Generator Signatures

WinHex & X-Ways

Generator Signatures

 

The generator signature is a concept that identifies subtypes of common file types like JPEG and

PDF. Those subtypes can be associated with devices (scanners, cameras) or applications (e.g. Photoshop). For JPEG, the signature is based on the quantization table and some other invariant features that are shared by all JPEG files. The generator signature is provided with the metadata as a 32 bit raw hex number accompanied by a textual description derived from the file “Generator Signatures.txt”.

 

607AE169 (IJG Library 94 / Paint)

 

This example shows the signature that results from a JPEG file generated by Microsoft Paint.
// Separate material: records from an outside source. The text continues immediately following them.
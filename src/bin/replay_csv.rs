use std::io;
use std::path::PathBuf;
use std::time::Duration;

use anyhow::{bail, Context, Result};
use clap::Parser;
use tracing::{info, warn};
use tracing_subscriber::EnvFilter;

use gestured::backend::{open_backend, Backend};
use gestured::csv_loader::load_frames_from_csv;
use gestured::decision::JsonLinesSink;
use gestured::{DecisionSink, FilterConfig, ManualClock, ModelBundle, Pipeline};

/// Reproduce una captura CSV por el pipeline completo con reloj simulado.
#[derive(Parser, Debug)]
#[command(name = "replay_csv")]
struct Args {
    /// Captura con cabecera `t,IMU0_ax,...,IMU4_gz`
    csv: PathBuf,

    #[arg(long)]
    model_dir: PathBuf,

    #[arg(long, value_enum, default_value = "linear")]
    backend: Backend,

    #[arg(long)]
    weights: Option<PathBuf>,

    /// Frecuencia de muestreo de la captura
    #[arg(long, default_value_t = 50.0)]
    rate_hz: f64,

    #[arg(long, default_value_t = 0.5)]
    confidence: f32,

    #[arg(long, default_value_t = 3.0)]
    cooldown_secs: f64,

    /// Frames por sesión, igual que en los paquetes UDP
    #[arg(long, default_value_t = 4)]
    frames_per_packet: usize,

    /// Imprime el último vector de características
    #[arg(long)]
    dump_features: bool,
}

fn main() -> Result<()> {
    tracing_subscriber::fmt()
        .with_env_filter(EnvFilter::try_from_default_env().unwrap_or_else(|_| "info".into()))
        .with_writer(io::stderr)
        .init();

    let args = Args::parse();
    if args.rate_hz.is_nan() || args.rate_hz <= 0.0 {
        bail!("rate_hz debe ser positivo");
    }
    let frame_period = Duration::from_secs_f64(1.0 / args.rate_hz);
    let cooldown = Duration::try_from_secs_f64(args.cooldown_secs)
        .with_context(|| format!("cooldown inválido: {}", args.cooldown_secs))?;

    info!("🎞️  Reproduciendo {:?}", args.csv);
    let frames = load_frames_from_csv(&args.csv)?;

    let bundle = ModelBundle::load(&args.model_dir)
        .with_context(|| format!("No se pudo cargar el modelo de {:?}", args.model_dir))?;
    if frames.len() < bundle.meta.window {
        warn!(
            frames = frames.len(),
            window = bundle.meta.window,
            "La captura es más corta que la ventana; no habrá inferencias"
        );
    }

    let device = open_backend(args.backend, &bundle, args.weights.as_deref())?;
    let clock = ManualClock::new();
    let filter = FilterConfig {
        confidence_threshold: args.confidence,
        cooldown,
    };
    let mut pipeline = Pipeline::new(&bundle.meta, bundle.projection.clone(), device, filter, clock.clone())?;

    let stdout = io::stdout();
    let mut sink = JsonLinesSink::new(stdout.lock());
    let per_session = args.frames_per_packet.max(1);

    for (idx, frame) in frames.iter().enumerate() {
        let session = 1000 + (idx / per_session) as u64;
        match pipeline.process_frame(frame, session) {
            Ok(Some(decision)) => {
                sink.emit(&decision)?;
                info!(
                    frame = idx,
                    gesture = %pipeline.class_name(decision.prediction),
                    "🥇 Gesto confirmado"
                );
            }
            Ok(None) => {}
            Err(e) => warn!(frame = idx, "⚠️  Frame descartado: {}", e),
        }
        clock.advance(frame_period);
    }

    let stats = pipeline.stats();
    info!(
        frames = stats.frames,
        inferences = stats.inferences,
        decisions = stats.decisions,
        "✅ Reproducción terminada"
    );

    if args.dump_features {
        let features = pipeline.last_features();
        eprintln!("\n📊 {} features:", features.len());
        for (idx, value) in features.iter().enumerate() {
            eprintln!("  {:03}: {:>12.6}", idx, value);
        }
    }

    Ok(())
}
The number is the image quality in the range 1...100. 94 is the fixed image quality setting specific for Microsoft Paint.

 

JPEG signatures can be subdivided into three groups. The first group is named Standard (identical to IJG Library). Files in this group make use of the quantization tables as defined by the JPEG standard. There are exactly 99 quality grades. The second group is named Extended. Here a particular grade is subdivided into roughly 100 additional grades by interpolating the standard quantization tables. Those signatures usually belong to entry level camera models that act according to size-priority compression methods.

 

D3D8AD02 (Extended 95.10 / 10 MP camera)

 

The image quality is presented with two fractional digits within the metadata column as well as with the DQT-marker in the details pane. Whether a camera operates with the size-priority scheme can be judged by the Exif field CompressedBitsPerPixel.

 

The third group is called Custom. Files in this group make use of proprietary quantization tables that are specific to certain devices or applications. Here too the image quality is shown in the range 0…100 with two fractional digits. Exceptions are Photoshop with 13 grades in the range 0...12, Apple Quicktime with grades in the range 1…1024, and LEAD Technologies with the range 2…255.

 

53631B67 (LEAD Technologies 2 / Scan)

 

The second part of the description, Scan, can also have the values Facebook, WhatsApp or MsPhoto. MsPhoto means that this file has been edited by Micosoft Photo Gallery.

 

Generator signatures form the basis of the calculation of the generic relevance. In addition, Generator signatures are used in X-Ways Forensics during the file header signature search to name carved JPEG files if no “better” metadata is available (e.g. camera model and timestamp from the Exif data). If the metadata extraction cannot find any “better” metadata, the generator signature can still be output, and that signature at least allows you to identify groups of files that likely have the same origin. Verifying whether the generator signature and available Exif metadata are consistent with each other may tell you whether a picture was edited and saved again.

 

In particular the generator signature allows to identify files that were produced by scanners, as there are only a handful of generators commonly used in scanners. That allows to reliably identify scanned images even if they are not black and white or not 100% using gray scale colors only. PDF files produced by scanners can also be identified by generator signatures. Such files are associated with the report table “Scan”.

 

PDF generator signatures are available even if there are no metadata or no metadata could be extracted. With 4,700 signatures (as of v19.0), more than 99% of all PDF files are covered.  One particularly notable PDF generator signature category in the file „Generator Signatures.txt“ is “Reporting/Records”, which identifies documents like bank account statements and invoices. This identification also improves the automatic relevance judgment.

 

The file "Generator Signatures.txt" is similar to the other text files that ship with X-Ways Forensics and like those can be edited it to adjust the relevance estimation that is part of metadata extraction. If for example knowing that a JPEG file was generated by a scanner is important for you (because you are a tax fraud or other white collar crime investigator interested in scanned documents), you would make sure that the “JPEG/Scan” group has a high weight (e.g. 9). That's the number after the tab in the line with the *** group definition. If such a file is of less importance to you (e.g. because the pictures that you have to look for are CP photos), then you reduce the weight of that group (setting it e.g. to 1). You can also edit the individual relevance of each generator in a group. A weight of a particular signature has to be in the range 0…9, default being 5. There is no such range restriction for the weight of a group.

 

The model designations of known scanning devices can be manually extended in the section "KnownScanner" of "Generator Signatures.txt". Identification by model name can help to identify scanned images if they contain Exif data or were edited. Generally the detection as scanned images is based on 1) generator signature, 2) generic properties of the Exif metadata (FileSource, Density, ...) and 3) the KnownScanner list.

 

The prefix "Reporting::" in generator signature definitions allows for easier filtering for the category reporting/records.